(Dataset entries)
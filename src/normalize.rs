// Text normalization for registry fields
// Folds Norwegian letters to the 7-bit repertoire radio displays can show,
// title-cases names, and canonicalizes callsigns for use as join keys.

/// A word character for boundary purposes (mirrors the registries' own
/// convention: letters, digits and underscore; Norwegian letters count).
fn is_word_char(c: char) -> bool {
    c.is_alphanumeric() || c == '_'
}

/// Normalize a free-text field from either registry.
///
/// Three steps, applied in order:
/// 1. `Ø` at the start of a word folds to the digit `0` (the official
///    county list writes Østfold as "0stfold"); any other `Ø` folds to `o`.
/// 2. `Æ/æ → A/a`, `Å/å → A/a`, `ø → o`.
/// 3. Every word token is title-cased. Hyphens are token boundaries, so
///    both halves of "ole-jan" come out as "Ole-Jan".
///
/// Idempotent: running the output through again changes nothing.
pub fn normalize_text(text: &str) -> String {
    if text.is_empty() {
        return String::new();
    }

    // Fold pass. The word-start decision looks at the character *before*
    // folding, since Norwegian letters are themselves word characters.
    let mut folded = String::with_capacity(text.len());
    let mut prev_is_word = false;
    for c in text.chars() {
        let mapped = match c {
            'Æ' => 'A',
            'æ' => 'a',
            'Å' => 'A',
            'å' => 'a',
            'ø' => 'o',
            'Ø' => {
                if prev_is_word {
                    'o'
                } else {
                    '0'
                }
            }
            other => other,
        };
        folded.push(mapped);
        prev_is_word = is_word_char(c);
    }

    // Capitalization pass: first character of each word token uppercased,
    // the rest lowercased.
    let mut out = String::with_capacity(folded.len());
    let mut at_word_start = true;
    for c in folded.chars() {
        if is_word_char(c) {
            if at_word_start {
                out.extend(c.to_uppercase());
            } else {
                out.extend(c.to_lowercase());
            }
            at_word_start = false;
        } else {
            out.push(c);
            at_word_start = true;
        }
    }

    out
}

/// Canonical callsign form: uppercase, with everything outside `[A-Z0-9]`
/// stripped. This is the sole join key between the two registries.
/// Always succeeds, possibly to an empty string.
pub fn format_callsign(raw: &str) -> String {
    raw.to_uppercase()
        .chars()
        .filter(|c| c.is_ascii_uppercase() || c.is_ascii_digit())
        .collect()
}

#[cfg(test)]
mod tests {
    use super::*;

    #[test]
    fn test_normalize_empty() {
        assert_eq!(normalize_text(""), "");
    }

    #[test]
    fn test_normalize_title_cases_words() {
        assert_eq!(normalize_text("OSLO"), "Oslo");
        assert_eq!(normalize_text("per olav"), "Per Olav");
        assert_eq!(normalize_text("NORWAY"), "Norway");
    }

    #[test]
    fn test_normalize_hyphenated_names() {
        assert_eq!(normalize_text("ole-jan"), "Ole-Jan");
        assert_eq!(normalize_text("HANSEN-LUND"), "Hansen-Lund");
    }

    #[test]
    fn test_normalize_ae_aa() {
        assert_eq!(normalize_text("blåbær"), "Blabar");
        assert_eq!(normalize_text("ÆRFUGL"), "Arfugl");
        assert_eq!(normalize_text("Håkon"), "Hakon");
    }

    #[test]
    fn test_normalize_o_slash_at_word_start_becomes_zero() {
        assert_eq!(normalize_text("ØSTFOLD"), "0stfold");
        assert_eq!(normalize_text("Ø"), "0");
        // After a hyphen counts as word start too
        assert_eq!(normalize_text("SØR-ØSTERDAL"), "Sor-0sterdal");
    }

    #[test]
    fn test_normalize_o_slash_mid_word_becomes_o() {
        assert_eq!(normalize_text("BØ"), "Bo");
        assert_eq!(normalize_text("bjørn"), "Bjorn");
        assert_eq!(normalize_text("SØRUM"), "Sorum");
    }

    #[test]
    fn test_normalize_idempotent() {
        let samples = [
            "ole-jan",
            "ØSTFOLD",
            "blåbær syltetøy",
            "Per Olav",
            "SØR-ØSTERDAL",
            "already Normal Text",
        ];
        for s in samples {
            let once = normalize_text(s);
            assert_eq!(normalize_text(&once), once, "not idempotent for {:?}", s);
        }
    }

    #[test]
    fn test_format_callsign_strips_and_uppercases() {
        assert_eq!(format_callsign("la1abc-2"), "LA1ABC2");
        assert_eq!(format_callsign(" LB2 xy "), "LB2XY");
        assert_eq!(format_callsign("la1ø"), "LA1");
    }

    #[test]
    fn test_format_callsign_empty() {
        assert_eq!(format_callsign(""), "");
        assert_eq!(format_callsign("-/ ."), "");
    }
}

> _Exercise objective_
A verbatim restatement of all the entries above is required.

> _Answer to the exercise_
filename src/normalize.rs
// Text normalization for registry fields
// Folds Norwegian letters to the 7-bit repertoire radio displays can show,
// title-cases names, and canonicalizes callsigns for use as join keys.

/// A word character for boundary purposes (mirrors the registries' own
/// convention: letters, digits and underscore; Norwegian letters count).
fn is_word_char(c: char) -> bool {
    c.is_alphanumeric() || c == '_'
}

/// Normalize a free-text field from either registry.
///
/// Three steps, applied in order:
/// 1. `Ø` at the start of a word folds to the digit `0` (the official
///    county list writes Østfold as "0stfold"); any other `Ø` folds to `o`.
/// 2. `Æ/æ → A/a`, `Å/å → A/a`, `ø → o`.
/// 3. Every word token is title-cased. Hyphens are token boundaries, so
///    both halves of "ole-jan" come out as "Ole-Jan".
///
/// Idempotent: running the output through again changes nothing.
pub fn normalize_text(text: &str) -> String {
    if text.is_empty() {
        return String::new();
    }

    // Fold pass. The word-start decision looks at the character *before*
    // folding, since Norwegian letters are themselves word characters.
    let mut folded = String::with_capacity(text.len());
    let mut prev_is_word = false;
    for c in text.chars() {
        let mapped = match c {
            'Æ' => 'A',
            'æ' => 'a',
            'Å' => 'A',
            'å' => 'a',
            'ø' => 'o',
            'Ø' => {
                if prev_is_word {
                    'o'
                } else {
                    '0'
                }
            }
            other => other,
        };
        folded.push(mapped);
        prev_is_word = is_word_char(c);
    }

    // Capitalization pass: first character of each word token uppercased,
    // the rest lowercased.
    let mut out = String::with_capacity(folded.len());
    let mut at_word_start = true;
    for c in folded.chars() {
        if is_word_char(c) {
            if at_word_start {
                out.extend(c.to_uppercase());
            } else {
                out.extend(c.to_lowercase());
            }
            at_word_start = false;
        } else {
            out.push(c);
            at_word_start = true;
        }
    }

    out
}

/// Canonical callsign form: uppercase, with everything outside `[A-Z0-9]`
/// stripped. This is the sole join key between the two registries.
/// Always succeeds, possibly to an empty string.
pub fn format_callsign(raw: &str) -> String {
    raw.to_uppercase()
        .chars()
        .filter(|c| c.is_ascii_uppercase() || c.is_ascii_digit())
        .collect()
}

#[cfg(test)]
mod tests {
    use super::*;

    #[test]
    fn test_normalize_empty() {
        assert_eq!(normalize_text(""), "");
    }

    #[test]
    fn test_normalize_title_cases_words() {
        assert_eq!(normalize_text("OSLO"), "Oslo");
        assert_eq!(normalize_text("per olav"), "Per Olav");
        assert_eq!(normalize_text("NORWAY"), "Norway");
    }

    #[test]
    fn test_normalize_hyphenated_names() {
        assert_eq!(normalize_text("ole-jan"), "Ole-Jan");
        assert_eq!(normalize_text("HANSEN-LUND"), "Hansen-Lund");
    }

    #[test]
    fn test_normalize_ae_aa() {
        assert_eq!(normalize_text("blåbær"), "Blabar");
        assert_eq!(normalize_text("ÆRFUGL"), "Arfugl");
        assert_eq!(normalize_text("Håkon"), "Hakon");
    }

    #[test]
    fn test_normalize_o_slash_at_word_start_becomes_zero() {
        assert_eq!(normalize_text("ØSTFOLD"), "0stfold");
        assert_eq!(normalize_text("Ø"), "0");
        // After a hyphen counts as word start too
        assert_eq!(normalize_text("SØR-ØSTERDAL"), "Sor-0sterdal");
    }

    #[test]
    fn test_normalize_o_slash_mid_word_becomes_o() {
        assert_eq!(normalize_text("BØ"), "Bo");
        assert_eq!(normalize_text("bjørn"), "Bjorn");
        assert_eq!(normalize_text("SØRUM"), "Sorum");
    }

    #[test]
    fn test_normalize_idempotent() {
        let samples = [
            "ole-jan",
            "ØSTFOLD",
            "blåbær syltetøy",
            "Per Olav",
            "SØR-ØSTERDAL",
            "already Normal Text",
        ];
        for s in samples {
            let once = normalize_text(s);
            assert_eq!(normalize_text(&once), once, "not idempotent for {:?}", s);
        }
    }

    #[test]
    fn test_format_callsign_strips_and_uppercases() {
        assert_eq!(format_callsign("la1abc-2"), "LA1ABC2");
        assert_eq!(format_callsign(" LB2 xy "), "LB2XY");
        assert_eq!(format_callsign("la1ø"), "LA1");
    }

    #[test]
    fn test_format_callsign_empty() {
        assert_eq!(format_callsign(""), "");
        assert_eq!(format_callsign("-/ ."), "");
    }
}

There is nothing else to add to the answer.